Frode sportiva in concorso con l'Inter: nuove accuse per Rocchi, quattro partite nel mirino

La posizione di Gianluca Rocchi si aggrava: i pm milanesi ipotizzano ora il reato di frode sportiva in concorso con esponenti dell'Inter su quattro gare.

Frode sportiva in concorso con l'Inter: nuove accuse per Rocchi, quattro partite nel mirino

Indagine arbitrale: Rocchi accusato di frode sportiva, spunta Torino-Inter

La posizione di Gianluca Rocchi, ex designatore arbitrale, si è aggravata in modo significativo. Secondo quanto riportato dal Corriere della Sera e ripreso da Google News IT — Crime (it), i pm della Procura di Milano hanno notificato all'ex responsabile degli arbitri un nuovo invito a comparire, profondamente diverso rispetto a quello del 24 aprile scorso.

Le partite finite sotto la lente della Procura non sono più tre, ma quattro: alle già note Inter-Verona del 3 maggio 2025, Bologna-Inter del 20 aprile 2025 e il derby di Coppa Italia Inter-Milan del 23 aprile 2025, si aggiunge ora Torino-Inter del 26 aprile 2026, disputata meno di tre mesi fa.

L'ipotesi di concorso con l'Inter

Il quadro accusatorio si arricchisce di un elemento centrale: rispetto alla prima versione dell'indagine, i magistrati ipotizzano ora il reato di frode sportiva, collocando Rocchi "in concorso con esponenti della società sportiva Inter e previo concerto con costoro". Nell'interrogatorio della settimana scorsa, le nuove imputazioni contestano a Rocchi di aver "fraudolentemente accettato interferenze al fine di alterare il corretto svolgimento della competizione".

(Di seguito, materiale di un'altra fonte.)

use arbor_refs::RefError;
use arbor_store::StoreError;
use arbor_types::ObjectId;
use thiserror::Error;

/// Caller-visible failures of namespace operations.
///
/// Root-swap conflicts are retried inside the engine and never show up here.
#[derive(Debug, Error)]
pub enum NamespaceError {
    #[error("no such file or directory: {0}")]
    NotFound(String),

    #[error("not a directory: {0}")]
    NotADirectory(String),

    #[error("is a directory: {0}")]
    IsADirectory(String),

    #[error("already exists: {0}")]
    AlreadyExists(String),

    #[error("directory not empty: {0}")]
    NotEmpty(String),

    #[error("invalid path {path:?}: {reason}")]
    InvalidPath { path: String, reason: String },

    #[error("file too large: {path} would be {size} bytes (limit {limit})")]
    FileTooLarge { path: String, size: u64, limit: u64 },

    /// A tree entry points at an object the store does not have.
    #[error("object not found: {0}")]
    ObjectNotFound(ObjectId),

    #[error("store error: {0}")]
    Store(StoreError),

    #[error("ref error: {0}")]
    Ref(#[from] RefError),

    #[error("config error: {0}")]
    Config(String),
}

impl From<StoreError> for NamespaceError {
    fn from(e: StoreError) -> Self {
        match e {
            StoreError::NotFound(id) => Self::ObjectNotFound(id),
            other => Self::Store(other),
        }
    }
}

pub type NamespaceResult<T> = Result<T, NamespaceError>;
use arbor_types::ObjectId;

use crate::error::{StoreError, StoreResult};
use crate::object::{Blob, ObjectKind, StoredObject, Tree};

/// Content-addressed object store.
///
/// All implementations must satisfy these invariants:
/// - Objects are immutable once written; the same content always produces
///   the same id.
/// - Write-then-link: `write` returns only after the object is as durable as
///   the backend can make it, so callers may reference the id immediately.
/// - `write` of content that is already present is a no-op, and concurrent
///   writes of identical content are safe without extra locking.
/// - Concurrent reads are always safe.
pub trait ObjectStore: Send + Sync {
    /// Read an object by id. `Ok(None)` if it does not exist.
    fn read(&self, id: &ObjectId) -> StoreResult<Option<StoredObject>>;

    /// Store an object if absent and return its id.
    fn write(&self, object: &StoredObject) -> StoreResult<ObjectId>;

    fn exists(&self, id: &ObjectId) -> StoreResult<bool>;

    /// Kind and payload length of an object. Backends that can answer
    /// without loading the payload should override this.
    fn header(&self, id: &ObjectId) -> StoreResult<Option<(ObjectKind, u64)>> {
        Ok(self.read(id)?.map(|object| (object.kind, object.size)))
    }

    /// Like [`read`](Self::read), but a missing object is an error.
    fn get(&self, id: &ObjectId) -> StoreResult<StoredObject> {
        self.read(id)?.ok_or(StoreError::NotFound(*id))
    }

    fn get_blob(&self, id: &ObjectId) -> StoreResult<Blob> {
        Blob::from_stored_object(&self.get(id)?)
    }

    fn get_tree(&self, id: &ObjectId) -> StoreResult<Tree> {
        Tree::from_stored_object(&self.get(id)?)
    }

    fn put_blob(&self, blob: &Blob) -> StoreResult<ObjectId> {
        self.write(&blob.to_stored_object())
    }

    fn put_tree(&self, tree: &Tree) -> StoreResult<ObjectId> {
        self.write(&tree.to_stored_object()?)
    }
}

Per la gara Torino-Inter, secondo la ricostruzione della Procura, Rocchi avrebbe designato l'arbitro Maurizio Mariani "soltanto dopo il previo consenso della società nerazzurra, siccome arbitro da questa non gradito". Nel caso di Inter-Verona, invece, l'accusa sostiene che Rocchi abbia scelto Gianluca Manganiello come fischietto per evitare la designazione di Simone Sozza, ritenuto poco gradito ai nerazzurri.

Il ruolo di Gravina e i "rapporti preferenziali"

Secondo i pm, l'asse tra Rocchi e i vertici dell'Inter si muoveva forte di tutele ad alto livello. I dirigenti nerazzurri avrebbero agito "per effetto dei rapporti preferenziali con Gabriele Gravina, presidente della Figc" — carica da cui Gravina si è già dimesso di recente dopo la mancata qualificazione della Nazionale ai Mondiali. Né Gravina né esponenti dell'Inter risultano al momento iscritti nel registro degli indagati: gli atti li citano per i "rapporti preferenziali" senza che siano stati identificati con indizi circostanziati.

Le "bussate" al Var stralciate, fascicolo verso Monza

Il capitolo delle cosiddette "bussate" alla sala Var non figura più tra le imputazioni. Il motivo è procedurale: la sala Var ha sede a Lissone, in provincia di Monza e Brianza, e quella parte degli atti dovrebbe essere trasmessa alla Procura di Monza.

I tempi dell'indagine

La Procura di Milano, diretta da Marcello Viola e con il contributo dell'aggiunto Paolo Ielo — entrato da poco nell'inchiesta — punta a chiudere il fascicolo entro la fine del mese. Il pm Ascione, titolare dell'indagine fin dall'inizio, lascerà la Procura di Milano il 16 luglio.

Gli inquirenti devono ancora stabilire se vi siano state pressioni effettive sulle designazioni arbitrali, chi le avrebbe esercitate e, soprattutto, se tali pressioni abbiano concretamente alterato il corretto svolgimento delle competizioni. In assenza di riscontri sufficienti su questi punti, secondo quanto riferito, l'esito più probabile rimane una richiesta di archiviazione.